4. Diverse Application Domains
The benchmark spans seven critical industry sectors to ensure versatility:
- E-commerce & Payments: Order flows, coupon logic, and currency conversion.
- Authentication & User Management: Token refreshes, session handling, and RBAC (Role-Based Access Control).
- Scheduling & Notifications: Recurring events, availability logic, and communication preferences.
- Search & Filtering: Pagination, sorting, and complex query construction.
Problems Solved
1. Pain Point: Evaluation Subjectivity in AI Agents
Traditional LLM benchmarks often measure text quality or code syntax rather than functional utility. APIEval-20 solves the "evaluator's dilemma" by providing a binary success/failure metric based on real-world API interactions, preventing agents from passing benchmarks through eloquent but ineffective test descriptions.
2. Target Audience
- AI Researchers & Model Developers: Benchmarking the reasoning capabilities of foundation models (GPT, Claude, Llama) in specialized engineering tasks.
- QA Engineering Teams: Evaluating autonomous testing tools to determine their readiness for integration into CI/CD pipelines.
- Enterprise Software Architects: Assessing the reliability of AI agents like Cursor, Devin, or GitHub Copilot in generating high-coverage regression suites.
- Product Managers for AI Tools: Using standardized data to demonstrate the efficacy of their automated testing products.
3. Use Cases
- Autonomous Test Generation: Creating initial regression suites for legacy APIs where documentation is missing or outdated.
- Agent Performance Comparison: Conducting head-to-head comparisons of different AI agents to see which handles complex business logic more effectively.
- Edge Case Discovery: Using AI to surface non-obvious failure modes in microservices before they reach production.
Unique Advantages
1. Differentiation: Black-Box Realism
Most API benchmarks provide the agent with full Swagger/OpenAPI documentation or implementation code.
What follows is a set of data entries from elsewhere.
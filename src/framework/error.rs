//! # Framework Errors
//!
//! Common error types used throughout the actor framework.

/// Errors that can occur within the actor framework itself.
#[derive(Debug, thiserror::Error)]
pub enum FrameworkError {
    #[error("Actor closed")]
    ActorClosed,
    #[error("Actor dropped response channel")]
    ActorDropped,
    #[error("Item not found: {0}")]
    NotFound(String),
    #[error("Entity error: {0}")]
    EntityError(Box<dyn std::error::Error + Send + Sync>),
}

impl FrameworkError {
    /// Recovers the concrete entity error carried by [`FrameworkError::EntityError`].
    ///
    /// Returns the original error unchanged when it is not an entity error of type `E`.
    pub fn into_entity_error<E>(self) -> Result<E, Self>
    where
        E: std::error::Error + Send + Sync + 'static,
    {
        match self {
            FrameworkError::EntityError(inner) => match inner.downcast::<E>() {
                Ok(concrete) => Ok(*concrete),
                Err(other) => Err(FrameworkError::EntityError(other)),
            },
            other => Err(other),
        }
    }
}

#[cfg(test)]
mod tests {
    use super::*;

    #[derive(Debug, PartialEq, thiserror::Error)]
    #[error("boom")]
    struct Boom;

    #[test]
    fn test_into_entity_error_recovers_concrete_type() {
        let error = FrameworkError::EntityError(Box::new(Boom));
        assert_eq!(error.into_entity_error::<Boom>().unwrap(), Boom);
    }

    #[test]
    fn test_into_entity_error_keeps_other_variants() {
        let error = FrameworkError::NotFound("pizza_1".into());
        match error.into_entity_error::<Boom>() {
            Err(FrameworkError::NotFound(id)) => assert_eq!(id, "pizza_1"),
            other => panic!("unexpected result: {:?}", other),
        }

        let foreign = FrameworkError::EntityError(Box::new(std::io::Error::other("disk")));
        assert!(matches!(
            foreign.into_entity_error::<Boom>(),
            Err(FrameworkError::EntityError(_))
        ));
    }
}
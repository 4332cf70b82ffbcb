//! OpenAI-compatible chat-completions client (Groq by default).
//!
//! One [`LanguageModel::complete`] call is one HTTP attempt. Failures are
//! classified into [`LanguageModelError`] variants so the answer composer
//! can tell retryable conditions (timeout, 429, 5xx, connection errors)
//! from permanent ones (other 4xx, malformed responses, missing API key).
//!
//! [`LanguageModel::complete_stream`] sends `"stream": true` and reads the
//! server-sent events incrementally: each `data:` line carries a JSON chunk
//! whose `choices[0].delta.content` is forwarded, and `data: [DONE]` ends
//! the stream.

use std::sync::Arc;
use std::time::Duration;

use anyhow::Result;
use async_trait::async_trait;
use serde::{Deserialize, Serialize};

use policy_qa_core::error::LanguageModelError;
use policy_qa_core::llm::{ChatMessage, Completion, LanguageModel};

use crate::config::LlmConfig;

#[derive(Serialize)]
struct ChatRequest<'a> {
    model: &'a str,
    messages: &'a [ChatMessage],
    temperature: f32,
    max_tokens: u32,
    #[serde(skip_serializing_if = "std::ops::Not::not")]
    stream: bool,
}

#[derive(Deserialize)]
struct ChatResponse {
    #[serde(default)]
    model: Option<String>,
    #[serde(default)]
    choices: Vec<Choice>,
}

#[derive(Deserialize)]
struct Choice {
    message: ResponseMessage,
}

#[derive(Deserialize)]
struct ResponseMessage {
    #[serde(default)]
    content: Option<String>,
}

#[derive(Deserialize)]
struct StreamChunk {
    #[serde(default)]
    model: Option<String>,
    #[serde(default)]
    choices: Vec<StreamChoice>,
}

#[derive(Deserialize)]
struct StreamChoice {
    #[serde(default)]
    delta: Option<ResponseMessage>,
}

enum SseEvent {
    Chunk(StreamChunk),
    Done,
}

/// Parse one SSE line. Blank lines, comments and non-`data` fields yield
/// `None`.
fn parse_sse_line(line: &str) -> Result<Option<SseEvent>, LanguageModelError> {
    let Some(data) = line.trim().strip_prefix("data:") else {
        return Ok(None);
    };
    let data = data.trim();
    if data == "[DONE]" {
        return Ok(Some(SseEvent::Done));
    }
    serde_json::from_str(data)
        .map(|chunk| Some(SseEvent::Chunk(chunk)))
        .map_err(|e| LanguageModelError::InvalidResponse(format!("bad stream chunk: {}", e)))
}

pub struct ChatCompletionsClient {
    client: reqwest::Client,
    url: String,
    api_key: Option<String>,
    model: String,
    temperature: f32,
    max_tokens: u32,
}

impl ChatCompletionsClient {
    /// `api_key` is resolved by the caller; `None` makes every call fail
    /// with [`LanguageModelError::NotConfigured`].
    pub fn new(config: &LlmConfig, api_key: Option<String>) -> Result<Self> {
        let client = reqwest::Client::builder()
            .timeout(Duration::from_secs(config.timeout_secs))
            .build()?;
        Ok(Self {
            client,
            url: format!("{}/chat/completions", config.base_url.trim_end_matches('/')),
            api_key,
            model: config.model.clone(),
            temperature: config.temperature,
            max_tokens: config.max_tokens,
        })
    }
}

/// Build the chat client for `config`, resolving the API key from
/// `llm.api_key_env`. A missing key is not an error here; it surfaces as
/// [`LanguageModelError::NotConfigured`] on the first call.
pub fn create_language_model(config: &LlmConfig) -> Result<Arc<dyn LanguageModel>> {
    Ok(Arc::new(ChatCompletionsClient::new(config, config.api_key())?))
}

impl ChatCompletionsClient {
    /// POST the request and map non-success statuses to errors.
    async fn send(
        &self,
        messages: &[ChatMessage],
        stream: bool,
    ) -> Result<reqwest::Response, LanguageModelError> {
        let api_key = self.api_key.as_deref().ok_or_else(|| {
            LanguageModelError::NotConfigured("no API key for the language model".to_string())
        })?;

        let body = ChatRequest {
            model: &self.model,
            messages,
            temperature: self.temperature,
            max_tokens: self.max_tokens,
            stream,
        };

        let response = self
            .client
            .post(&self.url)
            .bearer_auth(api_key)
            .json(&body)
            .send()
            .await
            .map_err(classify_transport)?;

        let status = response.status();
        if !status.is_success() {
            let body = response.text().await.unwrap_or_default();
            return Err(match status.as_u16() {
                429 => LanguageModelError::RateLimited(body),
                408 => LanguageModelError::Timeout,
                s if status.is_server_error() => LanguageModelError::Server { status: s, body },
                s => LanguageModelError::Client { status: s, body },
            });
        }
        Ok(response)
    }
}

fn classify_transport(e: reqwest::Error) -> LanguageModelError {
    if e.is_timeout() {
        LanguageModelError::Timeout
    } else {
        LanguageModelError::Network(e.to_string())
    }
}

#[async_trait]
impl LanguageModel for ChatCompletionsClient {
    fn model_name(&self) -> &str {
        &self.model
    }

    async fn complete(&self, messages: &[ChatMessage]) -> Result<Completion, LanguageModelError> {
        let response = self.send(messages, false).await?;
        let bytes = response.bytes().await.map_err(classify_transport)?;
        let parsed: ChatResponse = serde_json::from_slice(&bytes)
            .map_err(|e| LanguageModelError::InvalidResponse(e.to_string()))?;

        let text = parsed
            .choices
            .into_iter()
            .next()
            .and_then(|c| c.message.content)
            .filter(|t| !t.trim().is_empty())
            .ok_or_else(|| LanguageModelError::InvalidResponse("no completion text".to_string()))?;

        Ok(Completion {
            text,
            model: parsed.model.unwrap_or_else(|| self.model.clone()),
        })
    }

    async fn complete_stream(
        &self,
        messages: &[ChatMessage],
        on_delta: &mut (dyn for<'d> FnMut(&'d str) + Send),
    ) -> Result<Completion, LanguageModelError> {
        let mut response = self.send(messages, true).await?;

        let mut text = String::new();
        let mut model: Option<String> = None;
        let mut pending: Vec<u8> = Vec::new();
        let mut done = false;

        while !done {
            let Some(bytes) = response.chunk().await.map_err(classify_transport)? else {
                break;
            };
            pending.extend_from_slice(&bytes);
            while let Some(newline) = pending.iter().position(|&b| b == b'\n') {
                let line: Vec<u8> = pending.drain(..=newline).collect();
                match parse_sse_line(&String::from_utf8_lossy(&line))? {
                    Some(SseEvent::Chunk(chunk)) => {
                        if model.is_none() {
                            model = chunk.model;
                        }
                        let delta = chunk
                            .choices
                            .into_iter()
                            .next()
                            .and_then(|c| c.delta)
                            .and_then(|d| d.content)
                            .unwrap_or_default();
                        if !delta.is_empty() {
                            on_delta(&delta);
                            text.push_str(&delta);
                        }
                    }
                    Some(SseEvent::Done) => {
                        done = true;
                        break;
                    }
                    None => {}
                }
            }
        }

        if text.trim().is_empty() {
            return Err(LanguageModelError::InvalidResponse(
                "stream carried no completion text".to_string(),
            ));
        }
        Ok(Completion {
            text,
            model: model.unwrap_or_else(|| self.model.clone()),
        })
    }
}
APIEval-20 restricts input to a JSON schema and one payload. This replicates the real-world scenario where developers or testers must work with limited context, forcing the agent to perform genuine semantic inference rather than simple documentation parsing.
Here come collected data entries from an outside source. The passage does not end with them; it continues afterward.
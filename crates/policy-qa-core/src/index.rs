//! Flat in-memory vector index with copy-then-swap rebuilds.
//!
//! The index owns every embedded [`Chunk`] together with its vector. The
//! live content is an immutable [`IndexSnapshot`] behind
//! `RwLock<Arc<IndexSnapshot>>`:
//!
//! - Readers clone the `Arc` (a pointer copy under a read lock) and then
//!   search without holding any lock, so a query sees exactly one snapshot
//!   for its whole lifetime.
//! - [`VectorIndex::rebuild`] builds a complete new snapshot off to the side
//!   and swaps the pointer in one write-locked assignment. Readers observe
//!   either the old or the new content, never a mix.
//! - Only one rebuild may be in flight; a second [`VectorIndex::begin_rebuild`]
//!   fails with [`IndexError::RebuildInProgress`].
//!
//! Vectors are normalized on insertion, so search is a plain dot product.
//! Results are ordered by descending score, then ascending
//! `sequence_index`, then ascending `document_id`.

use std::collections::HashMap;
use std::sync::atomic::{AtomicBool, Ordering};
use std::sync::{Arc, PoisonError, RwLock};

use crate::embedding::{dot, normalize};
use crate::error::IndexError;
use crate::models::{Chunk, EmbeddingVector};

/// A stored chunk and its unit-length vector.
#[derive(Debug, Clone)]
pub struct IndexEntry {
    pub chunk: Chunk,
    pub vector: EmbeddingVector,
}

/// One search result: chunk id and cosine similarity.
#[derive(Debug, Clone, PartialEq)]
pub struct SearchHit {
    pub chunk_id: String,
    pub score: f32,
}

/// Immutable view of the index content at one generation.
#[derive(Debug, Clone, Default)]
pub struct IndexSnapshot {
    generation: u64,
    dims: Option<usize>,
    entries: Vec<IndexEntry>,
    positions: HashMap<String, usize>,
}

impl IndexSnapshot {
    /// Build a snapshot from `(chunk, vector)` pairs, validating every pair.
    pub fn build(
        generation: u64,
        items: impl IntoIterator<Item = (Chunk, EmbeddingVector)>,
    ) -> Result<Self, IndexError> {
        let mut snapshot = IndexSnapshot {
            generation,
            ..Default::default()
        };
        for (chunk, vector) in items {
            snapshot.insert(chunk, vector)?;
        }
        Ok(snapshot)
    }

    /// Monotonic counter, bumped on every add and rebuild.
    pub fn generation(&self) -> u64 {
        self.generation
    }

    /// Vector dimensionality, or `None` while empty.
    pub fn dims(&self) -> Option<usize> {
        self.dims
    }

    pub fn len(&self) -> usize {
        self.entries.len()
    }

    pub fn is_empty(&self) -> bool {
        self.entries.is_empty()
    }

    pub fn entries(&self) -> &[IndexEntry] {
        &self.entries
    }

    pub fn get(&self, chunk_id: &str) -> Option<&IndexEntry> {
        self.positions.get(chunk_id).map(|&i| &self.entries[i])
    }

    pub fn contains(&self, chunk_id: &str) -> bool {
        self.positions.contains_key(chunk_id)
    }

    /// Nearest neighbours of `query` by cosine similarity.
    ///
    /// Returns at most `top_k` hits; fewer when the snapshot is smaller.
    /// An empty snapshot yields no hits for any query.
    pub fn search(&self, query: &[f32], top_k: usize) -> Result<Vec<SearchHit>, IndexError> {
        if top_k == 0 || self.entries.is_empty() {
            return Ok(Vec::new());
        }
        if let Some(expected) = self.dims {
            if query.len() != expected {
                return Err(IndexError::QueryDimension {
                    expected,
                    actual: query.len(),
                });
            }
        }
        let q = normalize(query).ok_or_else(|| IndexError::ZeroVector("query".to_string()))?;

        let mut scored: Vec<(f32, &IndexEntry)> = self
            .entries
            .iter()
            .map(|e| (dot(&q, &e.vector).clamp(-1.0, 1.0), e))
            .collect();

        scored.sort_by(|a, b| {
            b.0.total_cmp(&a.0)
                .then(a.1.chunk.sequence_index.cmp(&b.1.chunk.sequence_index))
                .then_with(|| a.1.chunk.document_id.cmp(&b.1.chunk.document_id))
        });
        scored.truncate(top_k);

        Ok(scored
            .into_iter()
            .map(|(score, e)| SearchHit {
                chunk_id: e.chunk.id.clone(),
                score,
            })
            .collect())
    }

    fn insert(&mut self, chunk: Chunk, vector: EmbeddingVector) -> Result<(), IndexError> {
        if self.positions.contains_key(&chunk.id) {
            return Err(IndexError::DuplicateId(chunk.id));
        }
        if let Some(expected) = self.dims {
            if vector.len() != expected {
                return Err(IndexError::DimensionMismatch {
                    chunk_id: chunk.id,
                    expected,
                    actual: vector.len(),
                });
            }
        }
        let vector = normalize(&vector).ok_or_else(|| IndexError::ZeroVector(chunk.id.clone()))?;

        self.dims = Some(vector.len());
        self.positions.insert(chunk.id.clone(), self.entries.len());
        self.entries.push(IndexEntry { chunk, vector });
        Ok(())
    }
}

/// Shared, concurrently readable vector index.
#[derive(Debug, Default)]
pub struct VectorIndex {
    current: RwLock<Arc<IndexSnapshot>>,
    rebuilding: AtomicBool,
}

impl VectorIndex {
    pub fn new() -> Self {
        Self::default()
    }

    /// Wrap an already built snapshot (e.g. one loaded from disk).
    pub fn from_snapshot(snapshot: IndexSnapshot) -> Self {
        Self {
            current: RwLock::new(Arc::new(snapshot)),
            rebuilding: AtomicBool::new(false),
        }
    }

    /// The current snapshot. Holding it pins that generation for as long
    /// as the caller needs; later swaps do not affect it.
    pub fn snapshot(&self) -> Arc<IndexSnapshot> {
        let guard = self.current.read().unwrap_or_else(PoisonError::into_inner);
        Arc::clone(&guard)
    }

    pub fn len(&self) -> usize {
        self.snapshot().len()
    }

    pub fn is_empty(&self) -> bool {
        self.snapshot().is_empty()
    }

    /// Insert one chunk. Fails with [`IndexError::DuplicateId`] if the id is
    /// already present, and with [`IndexError::RebuildInProgress`] while a
    /// rebuild is pending (its swap would discard the insert).
    ///
    /// Readers holding an older snapshot keep seeing it unchanged.
    pub fn add(&self, chunk: Chunk, vector: EmbeddingVector) -> Result<(), IndexError> {
        let mut guard = self.current.write().unwrap_or_else(PoisonError::into_inner);
        if self.rebuilding.load(Ordering::Acquire) {
            return Err(IndexError::RebuildInProgress);
        }
        let snapshot = Arc::make_mut(&mut *guard);
        snapshot.insert(chunk, vector)?;
        snapshot.generation += 1;
        Ok(())
    }

    /// Search the current snapshot.
    pub fn search(&self, query: &[f32], top_k: usize) -> Result<Vec<SearchHit>, IndexError> {
        self.snapshot().search(query, top_k)
    }

    /// Claim the single rebuild slot. The slot is released when the
    /// returned guard is committed or dropped.
    pub fn begin_rebuild(&self) -> Result<RebuildGuard<'_>, IndexError> {
        self.rebuilding
            .compare_exchange(false, true, Ordering::AcqRel, Ordering::Acquire)
            .map_err(|_| IndexError::RebuildInProgress)?;
        Ok(RebuildGuard { index: self })
    }

    /// Atomically replace the entire content. Returns the new generation.
    ///
    /// On validation failure the previous content stays live.
    pub fn rebuild(
        &self,
        items: impl IntoIterator<Item = (Chunk, EmbeddingVector)>,
    ) -> Result<u64, IndexError> {
        self.begin_rebuild()?.commit(items)
    }

    /// Publish `next` as the live snapshot under the next generation number.
    fn install(&self, mut next: IndexSnapshot) -> u64 {
        let mut guard = self.current.write().unwrap_or_else(PoisonError::into_inner);
        next.generation = guard.generation + 1;
        let generation = next.generation;
        *guard = Arc::new(next);
        generation
    }
}

/// Exclusive right to replace the index content.
#[must_use = "dropping the guard abandons the rebuild"]
pub struct RebuildGuard<'a> {
    index: &'a VectorIndex,
}

impl RebuildGuard<'_> {
    /// Build the new snapshot and swap it in.
    pub fn commit(
        self,
        items: impl IntoIterator<Item = (Chunk, EmbeddingVector)>,
    ) -> Result<u64, IndexError> {
        let next = IndexSnapshot::build(0, items)?;
        Ok(self.index.install(next))
    }

    /// Swap in a snapshot that was built elsewhere (e.g. loaded from disk).
    pub fn commit_snapshot(self, snapshot: IndexSnapshot) -> u64 {
        self.index.install(snapshot)
    }
}

impl Drop for RebuildGuard<'_> {
    fn drop(&mut self) {
        self.index.rebuilding.store(false, Ordering::Release);
    }
}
2. Key Innovation: Semantic Relationship Testing
APIEval-20 goes beyond schema validation. While tools like Schemathesis check if a request matches a schema, APIEval-20 tests if the agent understands what the field represents. By planting bugs that depend on the relationship between multiple fields (e.g., if "method" is "express," then "shipping_date" cannot be null), it evaluates higher-order cognitive logic.
Frequently Asked Questions (FAQ)
1. How does APIEval-20 differ from traditional API fuzzing tools?
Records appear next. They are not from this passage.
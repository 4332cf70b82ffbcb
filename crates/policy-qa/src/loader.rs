//! Document loading: local PDFs and remote HTML pages.
//!
//! [`DocumentLoader::load`] turns a list of [`SourceDescriptor`]s into
//! normalized [`Document`]s. Failures are per source: a source that cannot
//! be read, fetched, or parsed is recorded in [`LoadReport::failures`] and
//! the rest of the batch proceeds.
//!
//! # PDF
//!
//! Text is extracted page by page with `lopdf`, one document per non-empty
//! page, keeping the page number in provenance. If per-page extraction
//! yields nothing, the whole file goes through `pdf-extract` and becomes a
//! single document without a page number.
//!
//! # Web
//!
//! The page is fetched with `reqwest`; boilerplate is stripped by
//! [`crate::html::extract_main_text`]. The final URL after redirects is
//! recorded as provenance.

use std::path::Path;
use std::time::Duration;

use anyhow::Result;
use tracing::{debug, warn};

use policy_qa_core::error::IngestionError;
use policy_qa_core::models::{Document, SourceDescriptor, SourceKind};
use policy_qa_core::text::normalize_text;

use crate::config::SourcesConfig;
use crate::html::extract_main_text;

/// Outcome of loading a batch of sources.
#[derive(Debug, Default)]
pub struct LoadReport {
    pub documents: Vec<Document>,
    pub failures: Vec<IngestionError>,
}

impl LoadReport {
    /// Number of distinct sources that produced at least one document.
    pub fn loaded_sources(&self) -> usize {
        let mut uris: Vec<&str> = self
            .documents
            .iter()
            .map(|d| d.source_uri.as_str())
            .collect();
        uris.sort_unstable();
        uris.dedup();
        uris.len()
    }
}

/// Reads PDFs from disk and fetches web pages.
pub struct DocumentLoader {
    client: reqwest::Client,
}

impl DocumentLoader {
    pub fn new(config: &SourcesConfig) -> Result<Self> {
        let client = reqwest::Client::builder()
            .timeout(Duration::from_secs(config.fetch_timeout_secs))
            .user_agent(config.user_agent.clone())
            .redirect(reqwest::redirect::Policy::limited(5))
            .build()?;
        Ok(Self { client })
    }

    /// Load every source, continuing past per-source failures.
    pub async fn load(&self, sources: &[SourceDescriptor]) -> LoadReport {
        let mut report = LoadReport::default();
        for source in sources {
            match self.load_source(source).await {
                Ok(docs) => {
                    debug!(
                        location = %source.location,
                        documents = docs.len(),
                        "loaded source"
                    );
                    report.documents.extend(docs);
                }
                Err(e) => {
                    warn!(location = %source.location, error = %e, "skipping source");
                    report.failures.push(e);
                }
            }
        }
        report
    }

    pub async fn load_source(
        &self,
        source: &SourceDescriptor,
    ) -> Result<Vec<Document>, IngestionError> {
        match source.kind {
            SourceKind::Pdf => self.load_pdf(Path::new(&source.location)).await,
            SourceKind::Web => self.load_web(&source.location).await.map(|d| vec![d]),
        }
    }

    pub async fn load_pdf(&self, path: &Path) -> Result<Vec<Document>, IngestionError> {
        let location = path.display().to_string();
        let is_pdf = path
            .extension()
            .and_then(|e| e.to_str())
            .map(|e| e.eq_ignore_ascii_case("pdf"))
            .unwrap_or(false);
        if !is_pdf {
            return Err(IngestionError::Unsupported {
                location,
                reason: "expected a .pdf file".to_string(),
            });
        }

        let bytes = tokio::fs::read(path)
            .await
            .map_err(|e| IngestionError::Read {
                location: location.clone(),
                reason: e.to_string(),
            })?;

        tokio::task::spawn_blocking(move || load_pdf_bytes(&location, &bytes))
            .await
            .map_err(|e| IngestionError::Parse {
                location: path.display().to_string(),
                reason: format!("extraction task failed: {}", e),
            })?
    }

    pub async fn load_web(&self, url: &str) -> Result<Document, IngestionError> {
        let fetch_err = |reason: String| IngestionError::Fetch {
            url: url.to_string(),
            reason,
        };

        let parsed = reqwest::Url::parse(url).map_err(|e| fetch_err(e.to_string()))?;
        if !matches!(parsed.scheme(), "http" | "https") {
            return Err(IngestionError::Unsupported {
                location: url.to_string(),
                reason: format!("unsupported URL scheme '{}'", parsed.scheme()),
            });
        }

        let response = self
            .client
            .get(parsed)
            .send()
            .await
            .map_err(|e| fetch_err(e.to_string()))?;
        let status = response.status();
        if !status.is_success() {
            return Err(fetch_err(format!("HTTP {}", status)));
        }
        let final_url = response.url().to_string();
        let body = response
            .text()
            .await
            .map_err(|e| fetch_err(e.to_string()))?;

        let page = extract_main_text(&body);
        let text = normalize_text(&page.text);
        if text.is_empty() {
            return Err(IngestionError::Empty {
                location: url.to_string(),
            });
        }

        let doc = Document::new(final_url, SourceKind::Web, None, text);
        Ok(match page.title {
            Some(title) => doc.with_title(title),
            None => doc,
        })
    }
}

/// Extract documents from in-memory PDF bytes (e.g. an uploaded file).
/// `name` becomes the source URI.
pub fn load_pdf_bytes(name: &str, bytes: &[u8]) -> Result<Vec<Document>, IngestionError> {
    let title = Path::new(name)
        .file_stem()
        .and_then(|s| s.to_str())
        .map(str::to_string);

    let pages = match extract_pages(bytes) {
        Ok(pages) => pages,
        Err(reason) => {
            debug!(location = name, %reason, "per-page extraction failed, using whole-file fallback");
            Vec::new()
        }
    };

    let mut documents: Vec<Document> = pages
        .into_iter()
        .map(|(page, text)| Document::new(name, SourceKind::Pdf, Some(page), text))
        .collect();

    if documents.is_empty() {
        let text = pdf_extract::extract_text_from_mem(bytes).map_err(|e| IngestionError::Parse {
            location: name.to_string(),
            reason: e.to_string(),
        })?;
        let text = normalize_text(&text);
        if text.is_empty() {
            return Err(IngestionError::Empty {
                location: name.to_string(),
            });
        }
        documents.push(Document::new(name, SourceKind::Pdf, None, text));
    }

    if let Some(title) = title {
        documents = documents
            .into_iter()
            .map(|d| d.with_title(title.clone()))
            .collect();
    }
    Ok(documents)
}

/// Non-empty normalized text per page, keyed by 1-based page number.
fn extract_pages(bytes: &[u8]) -> std::result::Result<Vec<(u32, String)>, String> {
    let pdf = lopdf::Document::load_mem(bytes).map_err(|e| e.to_string())?;
    let mut pages = Vec::new();
    for page_number in pdf.get_pages().keys() {
        match pdf.extract_text(&[*page_number]) {
            Ok(raw) => {
                let text = normalize_text(&raw);
                if !text.is_empty() {
                    pages.push((*page_number, text));
                }
            }
            Err(e) => debug!(page = page_number, error = %e, "page text extraction failed"),
        }
    }
    Ok(pages)
}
Traditional fuzzers like Schemathesis or Dredd primarily focus on schema compliance and structural robustness. APIEval-20 evaluates the intelligence of the test generator, specifically its ability to design targeted tests for complex business logic and semantic errors that random fuzzing often misses.
2. Is APIEval-20 a static dataset or a live evaluation?
The dataset (schemas and payloads) is hosted on Hugging Face, but the evaluation is live. Agents generate test suites which are then executed against KushoAI’s hosted reference implementations. This "live-reference" model prevents contamination and ensure that agents cannot "cheat" by memorizing static response patterns.
3. Can I use APIEval-20 to test security vulnerabilities?
APIEval-20 currently focuses on functional correctness and business logic. However, KushoAI has announced APIEval-Security as a forthcoming expansion, which will specifically target OWASP API Security Top 10 categories, such as authentication bypass and injection flaws.
4. What constitutes a "Strong" performance on this benchmark?
A score between 0.7 and 1.0 is considered "Strong." This indicates the agent successfully identified bugs across all complexity tiers (simple, moderate, and complex), achieved broad field coverage, and maintained a lean, efficient test suite comparable to a senior human QA engineer.